Vedere questa pandemia, sottrarla allo stigma dell’indicibile o del disonorante, significa iniziare ad approntare dei rimedi. Alcuni attengono a decisioni concrete come il ripensamento del ruolo delle strutture scolastiche, da trasformare in luoghi permanentemente aperti per la formazione e la socialità giovanile, l’affrontare il disagio psicologico come un problema naturale e risolvibile, il dare ai social regole stringenti che ne impediscano un uso devastante della dignità umana, il riportare le carceri a una finalità di recupero e non di segregazione, il recuperare una funzione attiva ai soggetti dell’intermediazione.

“Scoprire che in certe parti del mondo i bambini e i giovani vivono l’equivalente di una crisi di mezza età richiede misure immediate da parte dei governi”, ha affermato il curatore del World Happiness Report nel quale si afferma che, per la prima volta, i giovani americani sono la “generazione più infelice”.
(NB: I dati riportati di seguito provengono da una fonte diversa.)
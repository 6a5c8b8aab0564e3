//! Staleness-aware prediction cache.
//!
//! The cache is a wall-clock-based state machine. It does not use internal
//! threads or timers - every operation takes `now_ms` and the caller (the
//! provider task, a GUI poll loop, or a test) is responsible for calling
//! `tick()` periodically.
//!
//! ## State Transitions
//!
//! ```text
//! Uninitialized -> Restoring -> Ready
//! ```
//!
//! Within `Ready`, revalidation runs through its own one-shot cycle:
//! stale -> delay armed -> fetch in flight -> updated (or failed).
//! At most one revalidation is in flight at any time; scheduling while one
//! is armed or in flight is a no-op.

use chrono::Utc;
use serde::{Deserialize, Serialize};

use super::model::{Prediction, PredictionSnapshot};
use crate::events::Event;
use crate::storage::PredictionConfig;

#[derive(Debug, Clone, Copy, PartialEq, Eq, Serialize, Deserialize)]
#[serde(rename_all = "lowercase")]
pub enum CacheState {
    Uninitialized,
    Restoring,
    Ready,
}

/// Core prediction cache.
///
/// Owns the single current value and its acceptance timestamp, and
/// guarantees the value is never older than the TTL without a revalidation
/// having been scheduled.
#[derive(Debug, Clone)]
pub struct PredictionCache {
    config: PredictionConfig,
    state: CacheState,
    current: Option<Prediction>,
    /// When `current` was last accepted (epoch milliseconds).
    last_updated_ms: Option<u64>,
    history: Vec<Prediction>,
    loading: bool,
    /// Armed one-shot revalidation delay (epoch milliseconds).
    fetch_due_at_ms: Option<u64>,
    fetch_in_flight: bool,
    /// A schedule request arrived before the snapshot was known.
    deferred_schedule: bool,
    /// Opaque snapshot fields owned by other parts of the app.
    extra: serde_json::Map<String, serde_json::Value>,
}

impl PredictionCache {
    pub fn new(config: PredictionConfig) -> Self {
        Self {
            config,
            state: CacheState::Uninitialized,
            current: None,
            last_updated_ms: None,
            history: Vec::new(),
            loading: false,
            fetch_due_at_ms: None,
            fetch_in_flight: false,
            deferred_schedule: false,
            extra: serde_json::Map::new(),
        }
    }

    // ── Queries ──────────────────────────────────────────────────────

    pub fn state(&self) -> CacheState {
        self.state
    }

    pub fn current(&self) -> Option<&Prediction> {
        self.current.as_ref()
    }

    pub fn loading(&self) -> bool {
        self.loading
    }

    pub fn history(&self) -> &[Prediction] {
        &self.history
    }

    pub fn last_updated_ms(&self) -> Option<u64> {
        self.last_updated_ms
    }

    pub fn fetch_in_flight(&self) -> bool {
        self.fetch_in_flight
    }

    /// True iff no value has ever been accepted, or the current one is
    /// older than the TTL. Pure; no side effects.
    pub fn is_stale(&self, now_ms: u64) -> bool {
        match self.last_updated_ms {
            None => true,
            Some(ts) => now_ms.saturating_sub(ts) > self.config.ttl_ms,
        }
    }

    /// Build the persisted form of the in-memory state.
    pub fn snapshot(&self) -> PredictionSnapshot {
        PredictionSnapshot {
            current: self.current.clone(),
            last_updated_ms: self.last_updated_ms,
            history: self.history.clone(),
            was_loading: self.loading,
            extra: self.extra.clone(),
        }
    }

    // ── Restore ──────────────────────────────────────────────────────

    /// Claim the restore. Returns true for the caller that should perform
    /// the persisted read; any concurrent or repeated mount gets false and
    /// reuses the outcome of the first (request coalescing).
    pub fn begin_restore(&mut self) -> bool {
        match self.state {
            CacheState::Uninitialized => {
                self.state = CacheState::Restoring;
                true
            }
            CacheState::Restoring | CacheState::Ready => false,
        }
    }

    /// Install the persisted snapshot (or none, on read failure / cold
    /// start) and replay any schedule request that arrived while the read
    /// was outstanding, so staleness is always judged against real data.
    pub fn finish_restore(
        &mut self,
        snapshot: Option<PredictionSnapshot>,
        now_ms: u64,
    ) -> Vec<Event> {
        let mut events = Vec::new();
        if self.state == CacheState::Ready {
            return events; // Duplicate completion; first outcome wins.
        }
        if let Some(snap) = snapshot {
            self.current = snap.current;
            self.last_updated_ms = snap.last_updated_ms;
            self.history = snap.history;
            self.extra = snap.extra;
        }
        self.state = CacheState::Ready;
        events.push(Event::SnapshotRestored {
            had_value: self.current.is_some(),
            stale: self.is_stale(now_ms),
            at: Utc::now(),
        });
        if self.deferred_schedule {
            self.deferred_schedule = false;
            if let Some(ev) = self.schedule_revalidation(now_ms) {
                events.push(ev);
            }
        }
        events
    }

    // ── Revalidation ─────────────────────────────────────────────────

    /// Arm the one-shot revalidation delay if the value is stale.
    ///
    /// Idempotent: while a delay is armed or a fetch is in flight, further
    /// calls are no-ops. Before the restore resolves, the request is
    /// deferred and replayed by `finish_restore`.
    pub fn schedule_revalidation(&mut self, now_ms: u64) -> Option<Event> {
        if self.state != CacheState::Ready {
            self.deferred_schedule = true;
            return None;
        }
        if !self.is_stale(now_ms) {
            return None;
        }
        if self.fetch_in_flight || self.fetch_due_at_ms.is_some() {
            return None;
        }
        let due_in_ms = self.config.revalidate_delay_ms;
        self.fetch_due_at_ms = Some(now_ms + due_in_ms);
        if self.current.is_none() {
            self.loading = true;
        }
        Some(Event::RevalidationScheduled {
            due_in_ms,
            at: Utc::now(),
        })
    }

    /// Call periodically. Returns `Some(Event::RevalidationStarted)` once
    /// the armed delay elapses; the caller then performs the fetch and
    /// reports back through `apply_fetch_success` / `apply_fetch_failure`.
    pub fn tick(&mut self, now_ms: u64) -> Option<Event> {
        match self.fetch_due_at_ms {
            Some(due) if now_ms >= due => {
                self.fetch_due_at_ms = None;
                self.fetch_in_flight = true;
                Some(Event::RevalidationStarted { at: Utc::now() })
            }
            _ => None,
        }
    }

    /// Replace the current value with a fetch result. The previous value
    /// moves into bounded history; `last_updated` becomes `now`.
    pub fn apply_fetch_success(&mut self, prediction: Prediction, now_ms: u64) -> Event {
        self.fetch_in_flight = false;
        self.loading = false;
        if let Some(previous) = self.current.take() {
            self.history.insert(0, previous);
            self.history.truncate(self.config.history_limit);
        }
        let event = Event::PredictionUpdated {
            id: prediction.id.clone(),
            generated_at_ms: prediction.generated_at_ms,
            at: Utc::now(),
        };
        self.current = Some(prediction);
        self.last_updated_ms = Some(now_ms);
        event
    }

    /// Record a fetch failure. The cached value, if any, stays
    /// authoritative (stale-but-available); nothing is thrown to readers.
    pub fn apply_fetch_failure(&mut self, reason: &str) -> Event {
        self.fetch_in_flight = false;
        self.loading = false;
        Event::RevalidationFailed {
            reason: reason.to_string(),
            at: Utc::now(),
        }
    }
}

#[cfg(test)]
mod tests {
    use super::*;

    const TTL: u64 = 3 * 60 * 60 * 1000;
    const DELAY: u64 = 400;

    fn cache() -> PredictionCache {
        PredictionCache::new(PredictionConfig::default())
    }

    fn prediction(id: &str) -> Prediction {
        Prediction {
            id: id.into(),
            generated_at_ms: 1_000,
            score: 0.5,
            label: "steady".into(),
            confidence: 0.8,
            factors: vec![],
        }
    }

    fn restored_with(last_updated_ms: Option<u64>, now_ms: u64) -> PredictionCache {
        let mut c = cache();
        assert!(c.begin_restore());
        let snap = PredictionSnapshot {
            current: last_updated_ms.map(|_| prediction("persisted")),
            last_updated_ms,
            ..Default::default()
        };
        c.finish_restore(Some(snap), now_ms);
        c
    }

    #[test]
    fn begin_restore_coalesces() {
        let mut c = cache();
        assert!(c.begin_restore());
        assert!(!c.begin_restore());
        assert_eq!(c.state(), CacheState::Restoring);
    }

    #[test]
    fn staleness_boundary() {
        let now = 10 * TTL;
        let fresh = restored_with(Some(now - TTL + 1), now);
        assert!(!fresh.is_stale(now));
        let stale = restored_with(Some(now - TTL - 1), now);
        assert!(stale.is_stale(now));
        // Exactly at the TTL is still fresh (strictly-older-than).
        let edge = restored_with(Some(now - TTL), now);
        assert!(!edge.is_stale(now));
    }

    #[test]
    fn no_snapshot_counts_as_stale() {
        let mut c = cache();
        c.begin_restore();
        c.finish_restore(None, 5_000);
        assert!(c.is_stale(5_000));
        assert!(c.current().is_none());
    }

    #[test]
    fn schedule_noop_when_fresh() {
        let now = 10 * TTL;
        let mut c = restored_with(Some(now - 60_000), now);
        assert!(c.schedule_revalidation(now).is_none());
        assert!(c.tick(now + DELAY).is_none());
    }

    #[test]
    fn schedule_arms_delay_when_stale() {
        let now = 10 * TTL;
        let mut c = restored_with(Some(now - TTL - 60_000), now);
        assert!(matches!(
            c.schedule_revalidation(now),
            Some(Event::RevalidationScheduled { due_in_ms: DELAY, .. })
        ));
        // Not due yet.
        assert!(c.tick(now + DELAY - 1).is_none());
        assert!(matches!(
            c.tick(now + DELAY),
            Some(Event::RevalidationStarted { .. })
        ));
        assert!(c.fetch_in_flight());
    }

    #[test]
    fn schedule_is_idempotent_within_window() {
        let now = 10 * TTL;
        let mut c = restored_with(None, now);
        assert!(c.schedule_revalidation(now).is_some());
        assert!(c.schedule_revalidation(now + 100).is_none());
        assert!(c.tick(now + DELAY).is_some());
        // Still deduplicated while the fetch is in flight.
        assert!(c.schedule_revalidation(now + DELAY + 1).is_none());
        assert!(c.tick(now + 2 * DELAY).is_none());
    }

    #[test]
    fn schedule_before_restore_is_deferred() {
        let mut c = cache();
        assert!(c.schedule_revalidation(1_000).is_none());
        c.begin_restore();
        let events = c.finish_restore(None, 2_000);
        assert!(events
            .iter()
            .any(|e| matches!(e, Event::RevalidationScheduled { .. })));
        assert!(c.tick(2_000 + DELAY).is_some());
    }

    #[test]
    fn deferred_schedule_respects_fresh_snapshot() {
        let mut c = cache();
        c.schedule_revalidation(1_000);
        c.begin_restore();
        let now = 10 * TTL;
        let snap = PredictionSnapshot {
            current: Some(prediction("fresh")),
            last_updated_ms: Some(now - 60_000),
            ..Default::default()
        };
        let events = c.finish_restore(Some(snap), now);
        assert!(!events
            .iter()
            .any(|e| matches!(e, Event::RevalidationScheduled { .. })));
    }

    #[test]
    fn loading_only_without_value() {
        let now = 10 * TTL;
        let mut empty = restored_with(None, now);
        empty.schedule_revalidation(now);
        assert!(empty.loading());

        let mut stale = restored_with(Some(now - TTL - 1), now);
        stale.schedule_revalidation(now);
        assert!(!stale.loading());
    }

    #[test]
    fn fetch_success_replaces_and_keeps_history() {
        let now = 10 * TTL;
        let mut c = restored_with(Some(now - TTL - 1), now);
        c.schedule_revalidation(now);
        c.tick(now + DELAY);
        let event = c.apply_fetch_success(prediction("new"), now + DELAY + 10);
        assert!(matches!(event, Event::PredictionUpdated { .. }));
        assert_eq!(c.current().map(|p| p.id.as_str()), Some("new"));
        assert_eq!(c.last_updated_ms(), Some(now + DELAY + 10));
        assert_eq!(c.history().first().map(|p| p.id.as_str()), Some("persisted"));
        assert!(!c.loading());
        assert!(!c.fetch_in_flight());
    }

    #[test]
    fn fetch_failure_keeps_stale_value() {
        let now = 10 * TTL;
        let mut c = restored_with(Some(now - TTL - 1), now);
        c.schedule_revalidation(now);
        c.tick(now + DELAY);
        let event = c.apply_fetch_failure("network unreachable");
        assert!(matches!(event, Event::RevalidationFailed { .. }));
        assert_eq!(c.current().map(|p| p.id.as_str()), Some("persisted"));
        assert!(!c.loading());
        // The value is still stale, so a later schedule can arm again.
        assert!(c.schedule_revalidation(now + 10_000).is_some());
    }

    #[test]
    fn history_is_bounded() {
        let now = 10 * TTL;
        let limit = PredictionConfig::default().history_limit;
        let mut c = restored_with(None, now);
        for i in 0..(limit + 5) {
            c.apply_fetch_success(prediction(&format!("p{i}")), now + i as u64);
        }
        assert_eq!(c.history().len(), limit);
        assert_eq!(
            c.history().first().map(|p| p.id.as_str()),
            Some(format!("p{}", limit + 3).as_str())
        );
    }
}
Siamo immersi ogni giorno, con quella testa piegata sul cellulare, ad un bombardamento di notizie frammentate, coriandolizzate, che servono ad agire sulla nostra sfera emotiva recidendo la dimensione del senso delle cose. Non esiste più il racconto che lega, unisce, definisce il prima e il dopo delle cose, le contestualizza. La comunicazione del frammento, dominante in rete, ci rende più indifesi, più fragili, più soli. Inchiodati in un presente del quale si avverte la futile caducità, isolati dagli altri in una illusione di centralità, ci si sente molto più smarriti. Le meraviglie indiscutibili della tecnologia, che hanno reso migliore e più semplice la nostra vita, hanno però una loro ferocia antropologica. Il discorso digitale si nutre quotidianamente di semplificazione, odio, rancore sociale. In definitiva di solitudine, la condizione nella quale si alimenta il quotidiano degli haters.

Il sentimento prevalente di questo tempo è la paura, in primo luogo la paura dell’altro da sé. Isolati e incattiviti, paralizzati da una paura che diventa motore di richieste di semplificazione autoritaria o di rimozione di ogni differenza, considerata blasfema, i contemporanei sono rinchiusi in una gabbia di asfissiante attualità e spinti ad isolarsi, a praticare forme più o meno integrali di ritiro, di Hikikomori.

Ha scritto Byung- Chul Han: “La crescente povertà di esperienze di contatto ci rende malati. Mancandoci completamente l’esperienza del contatto, restiamo terribilmente intrappolati nel nostro ego. La povertà di esperienze di contatto significa in ultima analisi una povertà di mondo. Il che genera in noi depressione, isolamento e angoscia”. Se esiste una pandemia del disagio e dell’infelicità che proietta le sue ombre sul vivere civile, con rischi elevati, allora bisogna agire in fretta, ciascuno nel suo, per rafforzare il contatto, la socialità, lo spirito di comunità, la rigenerazione di speranze più forti della paura.